Drumeo is for sure the place to start. They are a collaborative channel of learning led by Jared Falk that have thousands of free video lessons ranging from “Your Very First Drum Beat” to advanced techniques and song tutorials. They have many teachers of different styles and feature tons of famous players and educators on their channel very often. With their wide selection of genres and styles, you are sure to find the right path to success on Drumeo.
LearnSomeDrums was always my go to channel for song learning. The videos are short and to the point yet in depth and easy to follow, accurately covering songs from Metallica to Twenty One Pilots. The videos are complete with follow along sheet music and are cycled through at different tempos to make sure you get it under your hands. Plus, he has a cool British accent.

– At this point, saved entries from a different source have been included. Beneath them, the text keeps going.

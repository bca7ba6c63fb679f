use std::collections::BTreeSet;

use crate::regex::ast::{ClassType, Quantifier, Sequence, Token, TokenKind};

/// Every position the remaining tokens can stop at. Keeping the whole set
/// (instead of the first hit) is what lets quantifiers and alternation backtrack.
pub type EndPositions = BTreeSet<usize>;

fn matches_token(kind: &TokenKind, c: char) -> bool {
    match kind {
        TokenKind::Dot => c != '\n',
        TokenKind::Literal(l) => c == *l,
        TokenKind::Digit => c.is_ascii_digit(),
        TokenKind::Word => c.is_ascii_alphanumeric() || c == '_',
        TokenKind::Class(members, class_type) => {
            let found = members.contains(&c);
            match class_type {
                ClassType::Positive => found,
                ClassType::Negative => !found,
            }
        }
        TokenKind::Group(_) => false, // groups never consume a single char directly
    }
}

/// Matches `tokens` against `text` starting at `pos` and returns every end position reached.
pub fn match_sequence(tokens: &[Token], pos: usize, text: &[char]) -> EndPositions {
    let Some((token, rest)) = tokens.split_first() else {
        return EndPositions::from([pos]); // Pattern exhausted, we matched!
    };

    match &token.kind {
        TokenKind::Group(alternatives) => {
            match_group(alternatives, token.quantifier, rest, pos, text)
        }
        kind => match_single(kind, token.quantifier, rest, pos, text),
    }
}

fn match_single(
    kind: &TokenKind,
    quantifier: Option<Quantifier>,
    rest: &[Token],
    pos: usize,
    text: &[char],
) -> EndPositions {
    let hit = |at: usize| text.get(at).is_some_and(|&c| matches_token(kind, c));

    match quantifier {
        None => {
            if hit(pos) {
                match_sequence(rest, pos + 1, text)
            } else {
                EndPositions::new()
            }
        }
        Some(Quantifier::OneOrMore) => {
            let max_run = (pos..text.len()).take_while(|&at| hit(at)).count();
            // Longest run first, then give characters back one at a time.
            (1..=max_run)
                .rev()
                .flat_map(|k| match_sequence(rest, pos + k, text))
                .collect()
        }
        Some(Quantifier::ZeroOrOne) => {
            let mut ends = match_sequence(rest, pos, text);
            if hit(pos) {
                ends.extend(match_sequence(rest, pos + 1, text));
            }
            ends
        }
    }
}

fn match_group(
    alternatives: &[Sequence],
    quantifier: Option<Quantifier>,
    rest: &[Token],
    pos: usize,
    text: &[char],
) -> EndPositions {
    let once = match_alternatives(alternatives, pos, text);

    match quantifier {
        None => continue_from(&once, rest, text),
        Some(Quantifier::ZeroOrOne) => {
            let mut ends = match_sequence(rest, pos, text);
            ends.extend(continue_from(&once, rest, text));
            ends
        }
        Some(Quantifier::OneOrMore) => {
            if once.is_empty() {
                return EndPositions::new();
            }
            let reachable = repetition_closure(alternatives, once, text);
            continue_from(&reachable, rest, text)
        }
    }
}

/// Union of the end positions of every branch matched once at `pos`.
fn match_alternatives(alternatives: &[Sequence], pos: usize, text: &[char]) -> EndPositions {
    alternatives
        .iter()
        .flat_map(|alternative| match_sequence(alternative, pos, text))
        .collect()
}

// Greatest position first.
fn continue_from(starts: &EndPositions, rest: &[Token], text: &[char]) -> EndPositions {
    starts
        .iter()
        .rev()
        .flat_map(|&start| match_sequence(rest, start, text))
        .collect()
}

/// Every position reachable after one or more repetitions of the group.
///
/// A repetition landing on a position already seen adds nothing, so branches
/// that match the empty string reach a fixed point instead of looping.
fn repetition_closure(
    alternatives: &[Sequence],
    first: EndPositions,
    text: &[char],
) -> EndPositions {
    let mut frontier: Vec<usize> = first.iter().copied().collect();
    let mut reachable = first;

    while let Some(pos) = frontier.pop() {
        for end in match_alternatives(alternatives, pos, text) {
            if reachable.insert(end) {
                frontier.push(end);
            }
        }
    }
    reachable
}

Stephen Taylor is quite similar to Paul Davids. He’s a regular guy with a talent and passion for drums who makes hundreds of videos explaining and demonstrating more independent concepts for drumming. Like a recipe book, except you only get the ingredients. However, when it comes to progressing, this is exactly what you need, as Stephen’s videos will teach you techniques and fills to apply into your own practice time and includes a lot of content about how to practice effectively and independently.
The bass, simply put, is pretty epic. It has capabilities simple enough to get you playing along with your favorite songs on the first day of learning, but in the hands of the pros, can function as an entire band on its own. It’s a ton of fun to play, and not super difficult to pick up given the right resources, so hopefully these can give you a good start.

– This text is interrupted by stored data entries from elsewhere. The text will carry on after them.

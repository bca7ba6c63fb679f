use tracing::{debug, trace};

use crate::regex::{CompileError, Pattern};

/// Compiles `pattern` and searches `input` with it.
pub fn matches(input: &str, pattern: &str) -> Result<bool, CompileError> {
    let pattern = Pattern::new(pattern)?;
    Ok(search_input(input, &pattern))
}

/// True if any line of `content` matches.
pub fn search_input(content: &str, pattern: &Pattern) -> bool {
    let lines = split_lines(content);

    if pattern.is_empty() {
        return !pattern.is_anchored() || content.is_empty() || lines.iter().any(|l| l.is_empty());
    }

    // Empty input still gets tested as one empty line.
    let lines = if lines.is_empty() { vec![""] } else { lines };
    for (number, line) in lines.iter().enumerate() {
        if pattern.is_match_line(line) {
            trace!(line = number + 1, "line matched");
            return true;
        }
    }

    // Patterns that can consume a line break get one pass over the whole input.
    if !pattern.is_anchored() {
        debug!("no single line matched, searching whole input");
        return pattern.is_match_line(content);
    }
    false
}

fn is_line_break(c: char) -> bool {
    matches!(
        c,
        '\n' | '\r' | '\x0b' | '\x0c' | '\x1c' | '\x1d' | '\x1e' | '\u{85}' | '\u{2028}' | '\u{2029}'
    )
}

/// Splits on universal newlines (`\r\n` counts once). A trailing break does
/// not produce a final empty line.
fn split_lines(content: &str) -> Vec<&str> {
    let mut lines = Vec::new();
    let mut start = 0;
    let mut chars = content.char_indices().peekable();

    while let Some((i, c)) = chars.next() {
        if !is_line_break(c) {
            continue;
        }
        lines.push(&content[start..i]);
        start = i + c.len_utf8();
        if c == '\r' && chars.next_if(|&(_, next)| next == '\n').is_some() {
            start += 1;
        }
    }

    if start < content.len() {
        lines.push(&content[start..]);
    }
    lines
}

BassBuzz is a self-proclaimed “no nonsense, no fluff” center for beginner to intermediate bass tutorials and gear reviews, and they’re right about that. BassBuzz gives clear and useful lessons made specifically for the new bassist and provides the resources to work your way up to some of their more advanced videos. In addition to great tutorials, the channel gives fantastic gear reviews and troubleshooting videos, as picking and setting up the right stuff for the right bass sound is quite a tricky task. BassBuzz makes the hard stuff easier, and even has an accompanying website.
Mark, behind TalkingBass, is a fantastic teacher. He knows a lot about different genres and styles of playing the instrument and has hundreds of videos covering them all in different difficulties. If you’re getting into slapping, his videos are definitely some of the best out there as he explains the difficult technique very well. He also dives into music theory topics and provides tip and tricks towards being able to play in an ensemble or improvise on your own. The channel livestreams often and features interviews with other performers giving great perspective on the world of bass.

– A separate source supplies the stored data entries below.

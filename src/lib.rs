//! A small backtracking regular-expression engine with a grep-style driver.

pub mod regex;
pub mod search;

pub use regex::{CompileError, Pattern};
pub use search::{matches, search_input};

Scott’s channel is another essential in the bass community. He’s a talented performer and educator that has hundreds and hundreds of videos available covering all the essential topics for becoming a more independent bassist and smarter soloist and performer. He also provides great slapping lessons and has the widest selection of bass-applied music theory and technique. He has gear reviews, cool covers, and great accompanying resources on his website to get his students to the next level of playing.
Well, now that burning question of “how do I learn how to play this dusty instrument in my closet that I got from a garage sale two years ago” is finally answered, in the context of being trapped at home and isolated from in person lessons. Even outside of quarantine, YouTube is a great resource for learning how to play instruments, and many people have found great success in doing so. Hopefully with this information, you can start your journey towards musical greatness during social distancing, or even just be inspired to pick an instrument after this is all over. It’s never too late to start playing music, and it always makes things a little more fun.